X, y, w_true = make_regression()
n, d = X.shape
check('shapes', y.shape == (n,))
print('corr(x0,x1)=', np.corrcoef(X[:,0], X[:,1])[0,1])

OK: shapes
corr(x0,x1)= 0.9985704465455699


## Section 1 — OLS Closed Form

### Task 1.1: Closed-form w_hat using solve

# TODO: compute w_hat using solve on (X^T X) w = X^T y
# HINT: `XtX = X.T@X`, `Xty = X.T@y`, `np.linalg.solve(XtX, Xty)`

**Checkpoint:** Why is explicit inverse discouraged?

In [8]:
# OLS = Ordinary Least Squares means minimizing sum of squared errors
# It helps to find out w which minimizes mean squared error between predicted and actual values
# TODO
XtX = X.T @ X # how much feature overlap with each other 
Xty = X.T @ y # how strongly each feature correlates with prices
w_hat = np.linalg.solve(XtX, Xty)
check('w_shape', w_hat.shape == (d,))

OK: w_shape


### Task 1.2: Evaluate fit + residuals
Compute:
- predictions y_pred
- MSE
- residual mean and std

**Interview Angle:** What does a structured residual pattern imply (e.g., nonlinearity)?

In [9]:
# TODO
y_pred = X @ w_hat # predicted values
mse = float(np.mean((y_pred - y) ** 2)) # mean squared error
resid = y_pred - y   # residuals

# if i have low mse = good fit

print('mse', mse, 'resid_mean', resid.mean(), 'resid_std', resid.std())
check('finite', np.isfinite(mse))

mse 0.22892431689020792 resid_mean 0.02930128510763712 resid_std 0.47756230125633753
OK: finite


## Section 2 — Gradient Descent

### Task 2.1: Implement MSE loss + gradient

Loss = mean((Xw-y)^2), grad = (2/n) X^T(Xw-y)
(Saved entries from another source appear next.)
//! Integration test for the full conversational drafting flow: user turn →
//! function call → draft synthesis → creative resolution → publish.

use std::collections::VecDeque;
use std::sync::atomic::{AtomicUsize, Ordering};
use std::sync::{Arc, Mutex};

use async_trait::async_trait;
use draftdesk_core::config::AppConfig;
use draftdesk_core::types::{
    AccountDefaults, CreativeAssignment, CreativeDescriptor, CreativeKind, Message,
    WidgetPayload,
};
use draftdesk_publish::client::{AdPlatformClient, CreateCampaignResponse};
use draftdesk_publish::payload::CreateCampaignPayload;
use draftdesk_session::engine::{
    AccountDataProvider, AiReply, CompletionClient, ConversationEngine, FunctionCallPayload,
};
use serde_json::{json, Value};

// ─── Test doubles ───────────────────────────────────────────────────────

struct ScriptedCompletion {
    replies: Mutex<VecDeque<AiReply>>,
}

impl ScriptedCompletion {
    fn new(replies: Vec<AiReply>) -> Arc<Self> {
        Arc::new(Self {
            replies: Mutex::new(replies.into()),
        })
    }

    fn function_call(name: &str, arguments: Value) -> AiReply {
        AiReply {
            content: None,
            function_call: Some(FunctionCallPayload {
                name: name.to_string(),
                arguments,
            }),
        }
    }
}

#[async_trait]
impl CompletionClient for ScriptedCompletion {
    async fn complete(&self, _messages: &[Message]) -> Result<AiReply, anyhow::Error> {
        self.replies
            .lock()
            .unwrap()
            .pop_front()
            .ok_or_else(|| anyhow::anyhow!("no scripted reply left"))
    }
}

struct FailingCompletion;

#[async_trait]
impl CompletionClient for FailingCompletion {
    async fn complete(&self, _messages: &[Message]) -> Result<AiReply, anyhow::Error> {
        Err(anyhow::anyhow!("connection refused"))
    }
}

struct StaticData;

#[async_trait]
impl AccountDataProvider for StaticData {
    async fn list_pixels(&self, _account_id: &str) -> Result<Value, anyhow::Error> {
        Ok(json!([{ "id": "pixel_1", "name": "Main pixel" }]))
    }
    async fn list_identities(&self, _account_id: &str) -> Result<Value, anyhow::Error> {
        Ok(json!([{ "page_id": "page_1" }]))
    }
    async fn list_creatives(
        &self,
        _account_id: &str,
    ) -> Result<Vec<CreativeDescriptor>, anyhow::Error> {
        Ok(vec![image("lib-a"), image("lib-b")])
    }
    async fn search_geo(&self, _query: &str) -> Result<Value, anyhow::Error> {
        Ok(json!([]))
    }
    async fn search_interests(&self, _query: &str) -> Result<Value, anyhow::Error> {
        Ok(json!([]))
    }
    async fn list_collections(&self, _account_id: &str) -> Result<Value, anyhow::Error> {
        Ok(json!([]))
    }
}

struct CountingPlatform {
    calls: AtomicUsize,
}

#[async_trait]
impl AdPlatformClient for CountingPlatform {
    async fn create_campaign(
        &self,
        _payload: &CreateCampaignPayload,
    ) -> Result<CreateCampaignResponse, anyhow::Error> {
        self.calls.fetch_add(1, Ordering::SeqCst);
        Ok(CreateCampaignResponse {
            campaign_id: Some("camp_77".to_string()),
            error: None,
        })
    }
}

// ─── Fixtures ───────────────────────────────────────────────────────────

fn image(id: &str) -> CreativeDescriptor {
    CreativeDescriptor {
        id: id.to_string(),
        hash: format!("hash-{}", id),
        url: String::new(),
        kind: CreativeKind::Image,
        name: id.to_string(),
    }
}

fn defaults() -> AccountDefaults {
    AccountDefaults {
        account_id: "act_1".to_string(),
        page_id: "page_1".to_string(),
        page_name: "Main Page".to_string(),
        pixel_id: "pixel_1".to_string(),
        instagram_actor_id: "ig_1".to_string(),
        domain: "shop.example.com".to_string(),
    }
}

fn sales_proposal(structure: &str) -> Value {
    json!({
        "name": "Spring Launch",
        "objective": "sales",
        "campaign_structure": structure,
        "budget": 120.0,
        "targeting": { "countries": ["BR"] },
        "ad_sets": [{ "name": "Warm audience" }]
    })
}

fn engine(
    completion: Arc<dyn CompletionClient>,
    platform: Arc<CountingPlatform>,
) -> ConversationEngine {
    ConversationEngine::new(
        AppConfig::default(),
        completion,
        Arc::new(StaticData),
        platform,
    )
}

// ─── Scenarios ──────────────────────────────────────────────────────────

#[tokio::test]
async fn test_preselected_creatives_auto_publish_without_wizard() {
    let completion = ScriptedCompletion::new(vec![ScriptedCompletion::function_call(
        "propose_campaign_structure",
        sales_proposal("1-3-1"),
    )]);
    let platform = Arc::new(CountingPlatform {
        calls: AtomicUsize::new(0),
    });
    let engine = engine(completion, platform.clone());

    let preselected = vec![image("a"), image("b"), image("c")];
    let messages = engine
        .send_message("conv-1", "create a sales campaign", &defaults(), preselected)
        .await
        .unwrap();

    // Publish fired exactly once, no wizard was shown.
    assert_eq!(platform.calls.load(Ordering::SeqCst), 1);
    assert!(!messages
        .iter()
        .any(|m| matches!(m.widget, Some(WidgetPayload::CreativePicker(_)))));
    assert!(messages.iter().any(|m| matches!(
        m.widget,
        Some(WidgetPayload::CampaignCreated { ref campaign_id, .. }) if campaign_id == "camp_77"
    )));

    let draft = engine.draft("conv-1").unwrap();
    assert_eq!(draft.ad_sets.len(), 3);
    assert!(draft
        .ad_sets
        .iter()
        .all(|s| s.ads.iter().all(|a| a.creative.is_some())));
}

#[tokio::test]
async fn test_wizard_flow_resumes_and_publishes() {
    let completion = ScriptedCompletion::new(vec![ScriptedCompletion::function_call(
        "createCampaignDraft",
        sales_proposal("1-2-1"),
    )]);
    let platform = Arc::new(CountingPlatform {
        calls: AtomicUsize::new(0),
    });
    let engine = engine(completion, platform.clone());

    let messages = engine
        .send_message("conv-1", "create a campaign", &defaults(), Vec::new())
        .await
        .unwrap();

    // Not enough creatives: wizard with exactly two sets of one slot each.
    let wizard = messages
        .iter()
        .find_map(|m| match &m.widget {
            Some(WidgetPayload::CreativePicker(w)) => Some(w.clone()),
            _ => None,
        })
        .expect("wizard should be shown");
    assert_eq!(wizard.ad_sets.len(), 2);
    assert_eq!(wizard.slot_count(), 2);
    assert_eq!(platform.calls.load(Ordering::SeqCst), 0);

    let assignments = vec![
        CreativeAssignment {
            ad_id: "draft-ad-0-0".to_string(),
            ad_set_id: "draft-adset-0".to_string(),
            creative: image("x"),
        },
        CreativeAssignment {
            ad_id: "draft-ad-1-0".to_string(),
            ad_set_id: "draft-adset-1".to_string(),
            creative: image("y"),
        },
    ];
    let messages = engine
        .apply_creative_assignments("conv-1", assignments, &defaults())
        .await
        .unwrap();

    assert_eq!(platform.calls.load(Ordering::SeqCst), 1);
    assert!(messages.iter().any(Message::is_campaign_created));
    assert!(engine.draft("conv-1").is_some());

    // Delivering the same assignments again is a no-op: the guard holds.
    let repeat = engine
        .apply_creative_assignments(
            "conv-1",
            vec![CreativeAssignment {
                ad_id: "draft-ad-0-0".to_string(),
                ad_set_id: "draft-adset-0".to_string(),
                creative: image("z"),
            }],
            &defaults(),
        )
        .await
        .unwrap();
    assert!(repeat.is_empty());
    assert_eq!(platform.calls.load(Ordering::SeqCst), 1);
}

#[tokio::test]
async fn test_missing_pixel_blocks_sales_proposal() {
    let completion = ScriptedCompletion::new(vec![ScriptedCompletion::function_call(
        "propose_campaign_structure",
        sales_proposal("1-1-1"),
    )]);
    let platform = Arc::new(CountingPlatform {
        calls: AtomicUsize::new(0),
    });
    let engine = engine(completion, platform.clone());

    let mut no_pixel = defaults();
    no_pixel.pixel_id.clear();

    let messages = engine
        .send_message("conv-1", "create a sales campaign", &no_pixel, Vec::new())
        .await
        .unwrap();

    let missing: Vec<&Message> = messages
        .iter()
        .filter(|m| matches!(m.widget, Some(WidgetPayload::MissingFields { .. })))
        .collect();
    assert_eq!(missing.len(), 1);
    assert!(missing[0].content.contains("pixel"));
    // No wizard, no draft, no publish.
    assert!(!messages
        .iter()
        .any(|m| matches!(m.widget, Some(WidgetPayload::CreativePicker(_)))));
    assert!(engine.draft("conv-1").is_none());
    assert_eq!(platform.calls.load(Ordering::SeqCst), 0);
}

#[tokio::test]
async fn test_transport_failure_keeps_session_usable() {
    let platform = Arc::new(CountingPlatform {
        calls: AtomicUsize::new(0),
    });
    let engine = ConversationEngine::new(
        AppConfig::default(),
        Arc::new(FailingCompletion),
        Arc::new(StaticData),
        platform,
    );

    let messages = engine
        .send_message("conv-1", "hello", &defaults(), Vec::new())
        .await
        .unwrap();
    assert!(messages
        .iter()
        .any(|m| m.content.contains("couldn't reach")));

    // The loading flag was released: a second turn is accepted.
    let messages = engine
        .send_message("conv-1", "hello again", &defaults(), Vec::new())
        .await
        .unwrap();
    assert!(!messages.is_empty());
}

#[tokio::test]
async fn test_new_campaign_intent_clears_draft_state() {
    let completion = ScriptedCompletion::new(vec![
        ScriptedCompletion::function_call("propose_campaign_structure", sales_proposal("1-2-1")),
        AiReply {
            content: Some("Sure. What should the new campaign promote?".to_string()),
            function_call: None,
        },
    ]);
    let platform = Arc::new(CountingPlatform {
        calls: AtomicUsize::new(0),
    });
    let engine = engine(completion, platform);

    engine
        .send_message("conv-1", "create a campaign", &defaults(), Vec::new())
        .await
        .unwrap();
    // Wizard is pending now.

    engine
        .send_message("conv-1", "esquece, quero uma nova campanha", &defaults(), Vec::new())
        .await
        .unwrap();

    assert!(engine.draft("conv-1").is_none());
    // A late wizard result no longer resumes anything.
    let resumed = engine
        .apply_creative_assignments(
            "conv-1",
            vec![CreativeAssignment {
                ad_id: "draft-ad-0-0".to_string(),
                ad_set_id: "draft-adset-0".to_string(),
                creative: image("late"),
            }],
            &defaults(),
        )
        .await
        .unwrap();
    assert!(resumed.is_empty());
}

#[tokio::test]
async fn test_creative_listing_resumes_pending_proposal() {
    let completion = ScriptedCompletion::new(vec![
        ScriptedCompletion::function_call("propose_campaign_structure", sales_proposal("1-2-1")),
        ScriptedCompletion::function_call("list_creatives", json!({})),
    ]);
    let platform = Arc::new(CountingPlatform {
        calls: AtomicUsize::new(0),
    });
    let engine = engine(completion, platform.clone());

    engine
        .send_message("conv-1", "create a campaign", &defaults(), Vec::new())
        .await
        .unwrap();
    assert_eq!(platform.calls.load(Ordering::SeqCst), 0);

    // The listing result arrives out-of-band while the proposal is parked:
    // the draft materializes with listing creatives distributed round-robin.
    let messages = engine
        .send_message("conv-1", "use my library creatives", &defaults(), Vec::new())
        .await
        .unwrap();

    assert_eq!(platform.calls.load(Ordering::SeqCst), 1);
    assert!(messages.iter().any(Message::is_campaign_created));
    let draft = engine.draft("conv-1").unwrap();
    assert_eq!(draft.ad_sets.len(), 2);
    assert!(draft
        .ad_sets
        .iter()
        .all(|s| s.ads.iter().all(|a| a.creative.is_some())));
}

struct BlockingCompletion {
    release: tokio::sync::Notify,
}

#[async_trait]
impl CompletionClient for BlockingCompletion {
    async fn complete(&self, _messages: &[Message]) -> Result<AiReply, anyhow::Error> {
        self.release.notified().await;
        Ok(AiReply {
            content: Some("done".to_string()),
            function_call: None,
        })
    }
}

#[tokio::test]
async fn test_overlapping_turn_is_rejected_while_outstanding() {
    let blocking = Arc::new(BlockingCompletion {
        release: tokio::sync::Notify::new(),
    });
    let platform = Arc::new(CountingPlatform {
        calls: AtomicUsize::new(0),
    });
    let engine = Arc::new(ConversationEngine::new(
        AppConfig::default(),
        blocking.clone(),
        Arc::new(StaticData),
        platform,
    ));

    let background = engine.clone();
    let first = tokio::spawn(async move {
        background
            .send_message("conv-1", "first", &defaults(), Vec::new())
            .await
    });
    // Let the first turn take the loading flag.
    tokio::time::sleep(std::time::Duration::from_millis(20)).await;

    let second = engine
        .send_message("conv-1", "second", &defaults(), Vec::new())
        .await;
    assert!(matches!(
        second,
        Err(draftdesk_core::DraftError::Busy)
    ));

    blocking.release.notify_one();
    first.await.unwrap().unwrap();

    // With the first turn finished, the conversation accepts input again.
    // (No scripted reply is needed: the blocking client answers once more
    // after another release.)
    blocking.release.notify_one();
    let third = engine
        .send_message("conv-1", "third", &defaults(), Vec::new())
        .await;
    assert!(third.is_ok());
}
# TODO: implement `mse_loss_and_grad`

**FAANG gotcha:** shapes and constants.

In [11]:
# mean squared error = how wrong my predictions are on average
# it's going to penalize large errors more than small errors because of squaring
# gradient of mse = it tells us in which direction to change weights to reduce error
def mse_loss_and_grad(X, y, w):
    # TODO
    r = X @ w - y  # residuals = predicted - actual , prediction error
    loss = float(np.mean(r * r))  # mean squared error
    grad = (2.0 / X.shape[0]) * (X.T @ r)  # gradient of mse means how to change weights to reduce error
    return loss, grad

w0 = np.zeros(d) # filled with zeros
loss0, g0 = mse_loss_and_grad(X, y, w0) 
check('grad_shape', g0.shape == (d,))
check('finite_loss', np.isfinite(loss0))

OK: grad_shape
OK: finite_loss


### Task 2.2: Train with GD + compare to closed-form

# TODO: implement a simple GD loop, track loss, and compare final weights to w_hat.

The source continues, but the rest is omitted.